Inside `AssemblyProviderConfiguration`, before visiting any upstream `ITypeSymbol`, the generator calls `GeneratedAssemblyProviderData.GetAssemblyData(assembly)`. If the cache entry exists **and** its `CacheVersion` matches the upstream assembly's current version, the cached resolution is used directly — no symbol walking occurs for that assembly.

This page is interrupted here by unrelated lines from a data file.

use std::collections::BTreeMap;
use std::fmt;

use geo::Coord;
use serde::{Deserialize, Serialize};

/// Property name the source `id` is stored under.
pub const OSM_ID: &str = "osm_id";
pub const LON: &str = "lon";
pub const LAT: &str = "lat";

/// Attributes whose meaning is fixed by the source format. Tags may not override them.
pub const STRUCTURAL_FIELDS: &[&str] = &[
    "id",
    OSM_ID,
    LON,
    LAT,
    "version",
    "changeset",
    "uid",
    "visible",
    "timestamp",
    "user",
];

/// A single property value.
#[derive(Clone, Debug, PartialEq, Serialize, Deserialize)]
#[serde(untagged)]
pub enum Scalar {
    Boolean(bool),
    Integer(i64),
    Float(f64),
    String(String),
}

impl Scalar {
    pub fn as_i64(&self) -> Option<i64> {
        match self {
            Scalar::Integer(v) => Some(*v),
            _ => None,
        }
    }

    /// Floats only; integers are not widened implicitly.
    pub fn as_f64(&self) -> Option<f64> {
        match self {
            Scalar::Float(v) => Some(*v),
            _ => None,
        }
    }

    pub fn as_str(&self) -> Option<&str> {
        match self {
            Scalar::String(v) => Some(v),
            _ => None,
        }
    }

    pub fn to_json(&self) -> serde_json::Value {
        match self {
            Scalar::Boolean(v) => serde_json::Value::Bool(*v),
            Scalar::Integer(v) => serde_json::Value::from(*v),
            Scalar::Float(v) => serde_json::Number::from_f64(*v)
                .map(serde_json::Value::Number)
                .unwrap_or(serde_json::Value::Null),
            Scalar::String(v) => serde_json::Value::String(v.clone()),
        }
    }
}

impl fmt::Display for Scalar {
    fn fmt(&self, f: &mut fmt::Formatter<'_>) -> fmt::Result {
        match self {
            Scalar::Boolean(v) => write!(f, "{}", v),
            Scalar::Integer(v) => write!(f, "{}", v),
            Scalar::Float(v) => write!(f, "{}", v),
            Scalar::String(v) => f.write_str(v),
        }
    }
}

impl From<i64> for Scalar {
    fn from(value: i64) -> Self {
        Scalar::Integer(value)
    }
}

impl From<f64> for Scalar {
    fn from(value: f64) -> Self {
        Scalar::Float(value)
    }
}

impl From<bool> for Scalar {
    fn from(value: bool) -> Self {
        Scalar::Boolean(value)
    }
}

impl From<String> for Scalar {
    fn from(value: String) -> Self {
        Scalar::String(value)
    }
}

impl From<&str> for Scalar {
    fn from(value: &str) -> Self {
        Scalar::String(value.to_string())
    }
}

/// How a raw source attribute is converted into a [`Scalar`].
#[derive(Clone, Copy, Debug, PartialEq, Eq)]
pub enum FieldKind {
    Identifier,
    Coordinate,
    Integer,
    Boolean,
    Text,
}

impl FieldKind {
    pub fn of(attribute: &str) -> Self {
        match attribute {
            "id" | "ref" => FieldKind::Identifier,
            LON | LAT => FieldKind::Coordinate,
            "version" | "changeset" | "uid" => FieldKind::Integer,
            "visible" => FieldKind::Boolean,
            _ => FieldKind::Text,
        }
    }

    /// Returns `None` when the raw text does not fit the kind.
    pub fn parse(self, raw: &str) -> Option<Scalar> {
        match self {
            FieldKind::Identifier | FieldKind::Integer => {
                raw.trim().parse::<i64>().ok().map(Scalar::Integer)
            }
            FieldKind::Coordinate => raw
                .trim()
                .parse::<f64>()
                .ok()
                .filter(|v| v.is_finite())
                .map(Scalar::Float),
            FieldKind::Boolean => match raw.trim() {
                "true" => Some(Scalar::Boolean(true)),
                "false" => Some(Scalar::Boolean(false)),
                _ => None,
            },
            FieldKind::Text => Some(Scalar::String(raw.to_string())),
        }
    }
}

pub fn is_structural(key: &str) -> bool {
    STRUCTURAL_FIELDS.contains(&key)
}

/// Flat, ordered key -> scalar map attached to graph nodes and edges.
#[derive(Clone, Debug, Default, PartialEq, Serialize, Deserialize)]
#[serde(transparent)]
pub struct PropertySet(BTreeMap<String, Scalar>);

impl PropertySet {
    pub fn new() -> Self {
        Self::default()
    }

    pub fn insert(&mut self, key: impl Into<String>, value: impl Into<Scalar>) -> Option<Scalar> {
        self.0.insert(key.into(), value.into())
    }

    pub fn get(&self, key: &str) -> Option<&Scalar> {
        self.0.get(key)
    }

    pub fn get_i64(&self, key: &str) -> Option<i64> {
        self.get(key).and_then(Scalar::as_i64)
    }

    pub fn get_f64(&self, key: &str) -> Option<f64> {
        self.get(key).and_then(Scalar::as_f64)
    }

    pub fn get_str(&self, key: &str) -> Option<&str> {
        self.get(key).and_then(Scalar::as_str)
    }

    pub fn contains_key(&self, key: &str) -> bool {
        self.0.contains_key(key)
    }

    pub fn remove(&mut self, key: &str) -> Option<Scalar> {
        self.0.remove(key)
    }

    pub fn len(&self) -> usize {
        self.0.len()
    }

    pub fn is_empty(&self) -> bool {
        self.0.is_empty()
    }

    pub fn iter(&self) -> impl Iterator<Item = (&String, &Scalar)> {
        self.0.iter()
    }

    pub fn osm_id(&self) -> Option<i64> {
        self.get_i64(OSM_ID)
    }

    /// WGS84 coordinate built from the `lon`/`lat` float properties.
    pub fn coordinate(&self) -> Option<Coord<f64>> {
        Some(Coord {
            x: self.get_f64(LON)?,
            y: self.get_f64(LAT)?,
        })
    }

    pub fn to_json(&self) -> serde_json::Value {
        serde_json::Value::Object(
            self.0
                .iter()
                .map(|(key, value)| (key.clone(), value.to_json()))
                .collect(),
        )
    }
}

impl FromIterator<(String, Scalar)> for PropertySet {
    fn from_iter<T: IntoIterator<Item = (String, Scalar)>>(iter: T) -> Self {
        Self(iter.into_iter().collect())
    }
}

impl<'a> IntoIterator for &'a PropertySet {
    type Item = (&'a String, &'a Scalar);
    type IntoIter = std::collections::btree_map::Iter<'a, String, Scalar>;

    fn into_iter(self) -> Self::IntoIter {
        self.0.iter()
    }
}

#[cfg(test)]
mod tests {
    use super::*;

    #[test]
    fn structural_fields_parse_to_their_declared_types() {
        assert_eq!(FieldKind::of("id").parse("65354557"), Some(Scalar::Integer(65354557)));
        assert_eq!(
            FieldKind::of("lon").parse("-122.3964163"),
            Some(Scalar::Float(-122.3964163))
        );
        assert_eq!(FieldKind::of("version").parse("1"), Some(Scalar::Integer(1)));
        assert_eq!(FieldKind::of("visible").parse("true"), Some(Scalar::Boolean(true)));
        assert_eq!(
            FieldKind::of("timestamp").parse("2019-09-26T05:29:41Z"),
            Some(Scalar::String("2019-09-26T05:29:41Z".to_string()))
        );
    }

    #[test]
    fn invalid_structural_values_are_rejected() {
        assert_eq!(FieldKind::of("id").parse("abc"), None);
        assert_eq!(FieldKind::of("lat").parse("NaN"), None);
        assert_eq!(FieldKind::of("visible").parse("yes"), None);
    }

    #[test]
    fn text_fields_are_never_coerced() {
        assert_eq!(FieldKind::of("maxspeed").parse("25"), Some(Scalar::from("25")));
    }

    #[test]
    fn coordinate_requires_float_lon_and_lat() {
        let mut props = PropertySet::new();
        props.insert(LON, -122.5);
        assert_eq!(props.coordinate(), None);
        props.insert(LAT, 37.75);
        assert_eq!(props.coordinate(), Some(Coord { x: -122.5, y: 37.75 }));

        let mut integers = PropertySet::new();
        integers.insert(LON, 1i64);
        integers.insert(LAT, 2i64);
        assert_eq!(integers.coordinate(), None);
    }

    #[test]
    fn json_round_trip_keeps_scalar_variants() {
        let mut props = PropertySet::new();
        props.insert(OSM_ID, 8920510i64);
        props.insert("highway", "residential");
        props.insert("length", 12.5);
        props.insert("visible", true);

        let json = props.to_json();
        assert_eq!(json["osm_id"], serde_json::json!(8920510));
        assert_eq!(json["highway"], serde_json::json!("residential"));

        let decoded: PropertySet = serde_json::from_value(json).unwrap();
        assert_eq!(decoded, props);
    }
}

## Cache Invalidation via `GeneratedHash`

Every assembly that has been processed by Indago carries an assembly-level attribute:

```csharp
[assembly: IndagoHashAttribute("abc123…")]
```

The constructor argument is the `GeneratedHash` — a hash of the generator's output computed by `AssemblyProviderBuilder`. When Indago reads a cached entry from `ctpjson`, it compares the upstream assembly's `GeneratedHash` (read from its `IndagoHashAttribute` via Roslyn's `GetAttributes()`) against the `CacheVersion` stored in the JSON:

```csharp
public bool MatchesCachedVersion(this IAssemblySymbol assembly, string? cacheVersion) =>
    assembly.GetCachedVersion() is not { Length: > 0 } version || version == cacheVersion;
```

`GetCachedVersion` first looks for the `IndagoHashAttribute` hash; if absent it falls back to `AssemblyInformationalVersionAttribute`. A mismatch means the upstream types changed after the cache was written — the downstream generator discards the cached entry and re-resolves from source.

## Two-Project Example

```mermaid
sequenceDiagram
    participant LibA
    participant MSBuild
    participant AppB

    LibA->>MSBuild: Build LibA
    MSBuild->>LibA: Run IndagoProviderGenerator
    LibA-->>MSBuild: Emit IndagoProvider.g.cs<br/>[assembly: IndagoProvider(…, "abc123")]
    LibA-->>MSBuild: Write obj/ctp/IndagoProvider.ctpjson

    MSBuild->>AppB: Build AppB (passes LibA.ctpjson as AdditionalText)
    AppB->>AppB: Read ctpjson, verify GeneratedHash == "abc123" ✓
    AppB-->>MSBuild: Use cached resolution — skip symbol walk for LibA types
    AppB-->>MSBuild: Emit IndagoProvider.g.cs for AppB

    Note over LibA,AppB: LibA type changes

    LibA->>MSBuild: Rebuild LibA
    MSBuild->>LibA: Run IndagoProviderGenerator
    LibA-->>MSBuild: Emit new hash "xyz789" in [assembly: IndagoProvider]
    LibA-->>MSBuild: Overwrite IndagoProvider.ctpjson

    MSBuild->>AppB: Rebuild AppB
    AppB->>AppB: Read ctpjson, verify GeneratedHash — "abc123" ≠ "xyz789" ✗
    AppB-->>MSBuild: Discard cache, re-resolve LibA symbols
    AppB-->>MSBuild: Emit updated IndagoProvider.g.cs for AppB
```

## Failure Modes

| Situation                                                                             | Behaviour                                                                                                                                             |
| ------------------------------------------------------------------------------------- | ----------------------------------------------------------------------------------------------------------------------------------------------------- |
| `ctpjson` is missing or has fewer than 100 characters                                 | Generator treats it as an empty/invalid cache and falls back to full symbol resolution for all upstream assemblies                                    |
| `GeneratedHash` in `ctpjson` does not match the upstream assembly's current attribute | Cache entry is discarded; that assembly is re-resolved from source symbols                                                                            |
| Multiple upstream assemblies each provide a `ctpjson`                                 | Only one `ctpjson` is expected per generator run (`Collect().Select(z => z.SingleOrDefault()…)`); MSBuild must be configured to pass the correct file |

In all fallback cases the build produces correct output — the cache is purely an optimisation. A build warning may be emitted if the cache file is present but unreadable.